It is unlikely that we will be delivered from the blemishes on our character until we confess our sin by name. Today, Sinclair Ferguson provides three essential principles for pursuing repentance and spiritual transformation.
All this week, we’ve been thinking together about a letter written by the famous English hymn writer John Newton. In his collected works, it’s actually got a title: “On Some Blemishes in Christian Character.” If I remember rightly, Newton talks about seven different characters, and we’ve thought only about a few of them. But if you’ve been listening, perhaps you’ve recognized yourself, or at least parts of yourself, in one or other of these characters. And I want us now, as we come towards the end of the week, to ask a question: If I recognize a blemish in my Christian character, something that seems to obscure the grace and graciousness of Jesus Christ, is there a remedy? Is there a pathway I can follow to spiritual transformation?

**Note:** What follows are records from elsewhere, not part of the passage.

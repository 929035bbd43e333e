//! Orders domain module.
//!
//! The order lifecycle (reserved → dispatched → delivered, cancellation and
//! returns), implemented purely as deterministic domain logic (no IO, no storage).

pub mod order;

pub use order::{
    CancelOrder, DeliverOrder, DispatchOrder, LineItem, Order, OrderCancelled, OrderCommand,
    OrderDelivered, OrderDispatched, OrderEvent, OrderId, OrderReserved, OrderReturned,
    OrderStatus, PlaceOrder, ReturnOrder, validate_lines,
};
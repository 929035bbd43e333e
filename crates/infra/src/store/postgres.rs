//! Postgres-backed engine store.
//!
//! Stock counters live in typed columns so the database can enforce
//! `0 <= reserved <= total` on its own. Orders and restock requests are stored
//! as JSONB state next to a `version` column used for optimistic checks.
//!
//! ## Error Mapping
//!
//! | SQLx Error | PostgreSQL Error Code | StoreError | Scenario |
//! |------------|----------------------|------------|----------|
//! | Database (unique violation) | `23505` | `Conflict` | Concurrent insert, or a second open restock request |
//! | Database (check violation) | `23514` | `Corrupt` | Counters outside `0 <= reserved <= total` |
//! | Database (serialization failure) | `40001` | `Conflict` | Concurrent transaction won |
//! | Database (other) | Any other | `Unavailable` | Other database errors |
//! | PoolClosed / Io / Tls | N/A | `Unavailable` | Connection failures |
//!
//! ## Runtime
//!
//! The store owns a tokio runtime and blocks on it, so the `EngineStore` methods
//! stay synchronous. Do not call them from inside an async task.

use chrono::{DateTime, Utc};
use serde_json::Value as JsonValue;
use sqlx::postgres::{PgPoolOptions, PgRow};
use sqlx::{PgPool, Postgres, Row, Transaction};
use tokio::runtime::Runtime;
use tracing::{Span, instrument};
use uuid::Uuid;

use stockflow_core::{AggregateId, AggregateRoot, ExpectedVersion};
use stockflow_inventory::{
    InventoryTransaction, ProductId, StockLevel, StockRecord, TransactionId, TransactionKind,
};
use stockflow_purchasing::{RestockRequest, RestockRequestId};
use stockflow_sales::{Order, OrderId};

use super::{AuditRecord, EngineStore, StoreError, UnitOfWork};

Now, you know that being a Christian isn’t a matter of following a checklist, but the Scriptures are full of very helpful and very wise directives for us to follow, and I want to suggest a few principles. The first is this: whatever you come to realize is distorting the image of the Lord Jesus in you, be sure to give it a name.
I think it’s part of the wisdom of John Newton that when he described these people, he specified their name. And in fact, that’s what Scripture does. Scripture encourages us to confess our faults, but Scripture actually encourages us also not to be vague about them—to confess our faults in general—but to specify them, to give them names.
It’s always intrigued me that in Ephesians 5, the Apostle Paul says there are things that shouldn’t be named among believers (Eph. 5:3), and yet in Colossians 3:5, he actually names those very things. What explains the paradox? It’s this: if we don’t have a clear sight of the target that we want to destroy in our lives, then we will miss it. Unless we confess to the Lord, “Lord, the blemish on my Christian character and walk is called (whatever it is),” it’s unlikely that we really will be delivered from it. So, we need to learn to name the distortion.
Here’s a second principle I think that’s helpful. Write down the name of the opposite grace of your blemish. Write down on a piece of paper the nature of your blemish. Name it, and then write down opposite the grace, the grace of the Lord Jesus Christ, that is the opposite of your blemish. And I do mean write it down. And when you have done that, commit yourself before God to seeking it.
And this is a principle that we need to keep coming back to. You see, we are not transformed merely by avoiding the works of the flesh. We need simultaneously to seek the fruit of the Spirit. Just trying to get rid of the blemish may actually make it worse, no more likely to transform me than scratching an itch that I feel is likely to make it go away. And as you read through Paul’s letters, you’ll notice that he does this constantly. We are to put off, but we are also to put on.
And here’s a third principle. We need to realize that the resources for lasting transformation are to be found in the Lord Jesus Christ. So having named my sinful blemish by naming the opposite grace, I should now turn to perhaps particularly the Gospels and read about the Lord Jesus Christ, and see how that opposite grace is manifested in His life and pray the simple prayer, “Lord God, make me more like my Lord Jesus Christ.” And if we make that prayer without any strings attached, and if we don’t try and second-guess how the Lord is going to do it, He surely will do it.
John Newton himself wrote an entire hymn on the way God does this. It’s called “Prayer Answered by Crosses.” And if you don’t know it, I suggest you do a Google search for it this weekend. I think you’ll find it a great help, because you can never second-guess the ways in which the heavenly Father means to transform you into the likeness of His Son, the Lord Jesus Christ, but He surely wants to do it.